Please retype all of the following entries exactly.

• • • • • • •

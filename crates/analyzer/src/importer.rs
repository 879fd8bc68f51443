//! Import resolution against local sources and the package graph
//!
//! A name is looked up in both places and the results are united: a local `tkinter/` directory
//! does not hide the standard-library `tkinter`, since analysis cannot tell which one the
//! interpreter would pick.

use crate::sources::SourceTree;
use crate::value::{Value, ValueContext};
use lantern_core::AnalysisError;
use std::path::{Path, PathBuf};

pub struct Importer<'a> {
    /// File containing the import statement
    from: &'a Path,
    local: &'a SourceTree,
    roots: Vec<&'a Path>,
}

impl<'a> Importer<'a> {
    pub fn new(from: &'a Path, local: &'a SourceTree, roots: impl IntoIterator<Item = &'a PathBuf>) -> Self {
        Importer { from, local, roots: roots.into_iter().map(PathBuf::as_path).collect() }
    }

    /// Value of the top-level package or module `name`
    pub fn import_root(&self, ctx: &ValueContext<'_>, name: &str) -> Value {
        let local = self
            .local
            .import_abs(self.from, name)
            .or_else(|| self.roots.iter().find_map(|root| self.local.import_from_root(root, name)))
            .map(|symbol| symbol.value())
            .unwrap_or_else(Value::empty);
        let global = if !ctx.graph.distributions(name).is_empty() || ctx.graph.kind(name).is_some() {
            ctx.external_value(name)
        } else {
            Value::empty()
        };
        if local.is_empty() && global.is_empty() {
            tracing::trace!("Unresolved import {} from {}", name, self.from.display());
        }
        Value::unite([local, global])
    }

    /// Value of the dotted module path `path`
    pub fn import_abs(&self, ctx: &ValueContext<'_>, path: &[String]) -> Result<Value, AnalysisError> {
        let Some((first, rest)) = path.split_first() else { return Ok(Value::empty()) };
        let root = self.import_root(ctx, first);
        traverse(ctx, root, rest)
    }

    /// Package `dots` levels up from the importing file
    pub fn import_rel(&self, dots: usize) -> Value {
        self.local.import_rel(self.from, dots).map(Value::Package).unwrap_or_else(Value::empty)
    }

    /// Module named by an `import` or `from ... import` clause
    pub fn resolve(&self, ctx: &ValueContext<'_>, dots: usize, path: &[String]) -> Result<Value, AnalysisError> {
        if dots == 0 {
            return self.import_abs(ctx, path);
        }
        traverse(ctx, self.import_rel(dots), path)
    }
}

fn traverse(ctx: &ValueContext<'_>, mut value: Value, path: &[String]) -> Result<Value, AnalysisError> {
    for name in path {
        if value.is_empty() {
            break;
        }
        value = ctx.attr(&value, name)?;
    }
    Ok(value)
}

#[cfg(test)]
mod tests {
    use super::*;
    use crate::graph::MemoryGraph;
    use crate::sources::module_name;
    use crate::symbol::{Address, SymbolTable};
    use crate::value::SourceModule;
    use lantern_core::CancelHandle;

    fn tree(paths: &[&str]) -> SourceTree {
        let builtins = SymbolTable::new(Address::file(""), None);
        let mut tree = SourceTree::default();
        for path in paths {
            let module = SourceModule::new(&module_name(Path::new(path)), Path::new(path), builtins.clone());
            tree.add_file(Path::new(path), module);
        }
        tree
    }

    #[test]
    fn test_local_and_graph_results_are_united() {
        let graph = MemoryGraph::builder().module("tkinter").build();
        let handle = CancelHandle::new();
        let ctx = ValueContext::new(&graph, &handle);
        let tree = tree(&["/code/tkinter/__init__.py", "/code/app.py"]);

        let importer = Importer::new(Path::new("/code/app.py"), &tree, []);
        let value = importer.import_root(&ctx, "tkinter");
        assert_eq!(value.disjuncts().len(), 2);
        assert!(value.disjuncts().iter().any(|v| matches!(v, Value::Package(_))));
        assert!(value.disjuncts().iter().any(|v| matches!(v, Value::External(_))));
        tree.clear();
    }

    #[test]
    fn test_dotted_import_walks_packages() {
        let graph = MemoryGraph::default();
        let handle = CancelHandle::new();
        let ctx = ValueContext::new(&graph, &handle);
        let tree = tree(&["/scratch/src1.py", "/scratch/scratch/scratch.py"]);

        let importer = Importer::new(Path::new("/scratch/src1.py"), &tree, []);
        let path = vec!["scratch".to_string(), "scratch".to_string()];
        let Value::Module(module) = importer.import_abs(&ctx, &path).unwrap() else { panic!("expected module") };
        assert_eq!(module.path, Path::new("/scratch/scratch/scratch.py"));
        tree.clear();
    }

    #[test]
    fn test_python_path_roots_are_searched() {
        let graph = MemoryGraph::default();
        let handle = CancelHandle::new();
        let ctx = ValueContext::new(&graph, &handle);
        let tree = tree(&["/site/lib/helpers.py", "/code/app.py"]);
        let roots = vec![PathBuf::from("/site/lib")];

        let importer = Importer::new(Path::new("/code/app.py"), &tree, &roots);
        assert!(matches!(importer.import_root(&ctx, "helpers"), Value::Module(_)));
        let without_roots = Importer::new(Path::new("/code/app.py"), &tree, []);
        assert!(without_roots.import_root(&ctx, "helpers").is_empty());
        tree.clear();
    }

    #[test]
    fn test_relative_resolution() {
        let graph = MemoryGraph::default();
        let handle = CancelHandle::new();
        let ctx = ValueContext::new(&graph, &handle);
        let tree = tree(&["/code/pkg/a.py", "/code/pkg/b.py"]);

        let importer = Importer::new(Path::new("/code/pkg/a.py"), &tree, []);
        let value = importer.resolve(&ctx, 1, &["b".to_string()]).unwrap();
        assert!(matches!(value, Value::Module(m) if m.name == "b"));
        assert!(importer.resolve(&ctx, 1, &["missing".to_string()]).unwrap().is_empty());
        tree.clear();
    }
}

• • • • • • •

__Solved problem__:
filename crates/analyzer/src/importer.rs
repository 879fd8bc68f51443
//! Import resolution against local sources and the package graph
//!
//! A name is looked up in both places and the results are united: a local `tkinter/` directory
//! does not hide the standard-library `tkinter`, since analysis cannot tell which one the
//! interpreter would pick.

use crate::sources::SourceTree;
use crate::value::{Value, ValueContext};
use lantern_core::AnalysisError;
use std::path::{Path, PathBuf};

pub struct Importer<'a> {
    /// File containing the import statement
    from: &'a Path,
    local: &'a SourceTree,
    roots: Vec<&'a Path>,
}

impl<'a> Importer<'a> {
    pub fn new(from: &'a Path, local: &'a SourceTree, roots: impl IntoIterator<Item = &'a PathBuf>) -> Self {
        Importer { from, local, roots: roots.into_iter().map(PathBuf::as_path).collect() }
    }

    /// Value of the top-level package or module `name`
    pub fn import_root(&self, ctx: &ValueContext<'_>, name: &str) -> Value {
        let local = self
            .local
            .import_abs(self.from, name)
            .or_else(|| self.roots.iter().find_map(|root| self.local.import_from_root(root, name)))
            .map(|symbol| symbol.value())
            .unwrap_or_else(Value::empty);
        let global = if !ctx.graph.distributions(name).is_empty() || ctx.graph.kind(name).is_some() {
            ctx.external_value(name)
        } else {
            Value::empty()
        };
        if local.is_empty() && global.is_empty() {
            tracing::trace!("Unresolved import {} from {}", name, self.from.display());
        }
        Value::unite([local, global])
    }

    /// Value of the dotted module path `path`
    pub fn import_abs(&self, ctx: &ValueContext<'_>, path: &[String]) -> Result<Value, AnalysisError> {
        let Some((first, rest)) = path.split_first() else { return Ok(Value::empty()) };
        let root = self.import_root(ctx, first);
        traverse(ctx, root, rest)
    }

    /// Package `dots` levels up from the importing file
    pub fn import_rel(&self, dots: usize) -> Value {
        self.local.import_rel(self.from, dots).map(Value::Package).unwrap_or_else(Value::empty)
    }

    /// Module named by an `import` or `from ... import` clause
    pub fn resolve(&self, ctx: &ValueContext<'_>, dots: usize, path: &[String]) -> Result<Value, AnalysisError> {
        if dots == 0 {
            return self.import_abs(ctx, path);
        }
        traverse(ctx, self.import_rel(dots), path)
    }
}

fn traverse(ctx: &ValueContext<'_>, mut value: Value, path: &[String]) -> Result<Value, AnalysisError> {
    for name in path {
        if value.is_empty() {
            break;
        }
        value = ctx.attr(&value, name)?;
    }
    Ok(value)
}

#[cfg(test)]
mod tests {
    use super::*;
    use crate::graph::MemoryGraph;
    use crate::sources::module_name;
    use crate::symbol::{Address, SymbolTable};
    use crate::value::SourceModule;
    use lantern_core::CancelHandle;

    fn tree(paths: &[&str]) -> SourceTree {
        let builtins = SymbolTable::new(Address::file(""), None);
        let mut tree = SourceTree::default();
        for path in paths {
            let module = SourceModule::new(&module_name(Path::new(path)), Path::new(path), builtins.clone());
            tree.add_file(Path::new(path), module);
        }
        tree
    }

    #[test]
    fn test_local_and_graph_results_are_united() {
        let graph = MemoryGraph::builder().module("tkinter").build();
        let handle = CancelHandle::new();
        let ctx = ValueContext::new(&graph, &handle);
        let tree = tree(&["/code/tkinter/__init__.py", "/code/app.py"]);

        let importer = Importer::new(Path::new("/code/app.py"), &tree, []);
        let value = importer.import_root(&ctx, "tkinter");
        assert_eq!(value.disjuncts().len(), 2);
        assert!(value.disjuncts().iter().any(|v| matches!(v, Value::Package(_))));
        assert!(value.disjuncts().iter().any(|v| matches!(v, Value::External(_))));
        tree.clear();
    }

    #[test]
    fn test_dotted_import_walks_packages() {
        let graph = MemoryGraph::default();
        let handle = CancelHandle::new();
        let ctx = ValueContext::new(&graph, &handle);
        let tree = tree(&["/scratch/src1.py", "/scratch/scratch/scratch.py"]);

        let importer = Importer::new(Path::new("/scratch/src1.py"), &tree, []);
        let path = vec!["scratch".to_string(), "scratch".to_string()];
        let Value::Module(module) = importer.import_abs(&ctx, &path).unwrap() else { panic!("expected module") };
        assert_eq!(module.path, Path::new("/scratch/scratch/scratch.py"));
        tree.clear();
    }

    #[test]
    fn test_python_path_roots_are_searched() {
        let graph = MemoryGraph::default();
        let handle = CancelHandle::new();
        let ctx = ValueContext::new(&graph, &handle);
        let tree = tree(&["/site/lib/helpers.py", "/code/app.py"]);
        let roots = vec![PathBuf::from("/site/lib")];

        let importer = Importer::new(Path::new("/code/app.py"), &tree, &roots);
        assert!(matches!(importer.import_root(&ctx, "helpers"), Value::Module(_)));
        let without_roots = Importer::new(Path::new("/code/app.py"), &tree, []);
        assert!(without_roots.import_root(&ctx, "helpers").is_empty());
        tree.clear();
    }

    #[test]
    fn test_relative_resolution() {
        let graph = MemoryGraph::default();
        let handle = CancelHandle::new();
        let ctx = ValueContext::new(&graph, &handle);
        let tree = tree(&["/code/pkg/a.py", "/code/pkg/b.py"]);

        let importer = Importer::new(Path::new("/code/pkg/a.py"), &tree, []);
        let value = importer.resolve(&ctx, 1, &["b".to_string()]).unwrap();
        assert!(matches!(value, Value::Module(m) if m.name == "b"));
        assert!(importer.resolve(&ctx, 1, &["missing".to_string()]).unwrap().is_empty());
        tree.clear();
    }
}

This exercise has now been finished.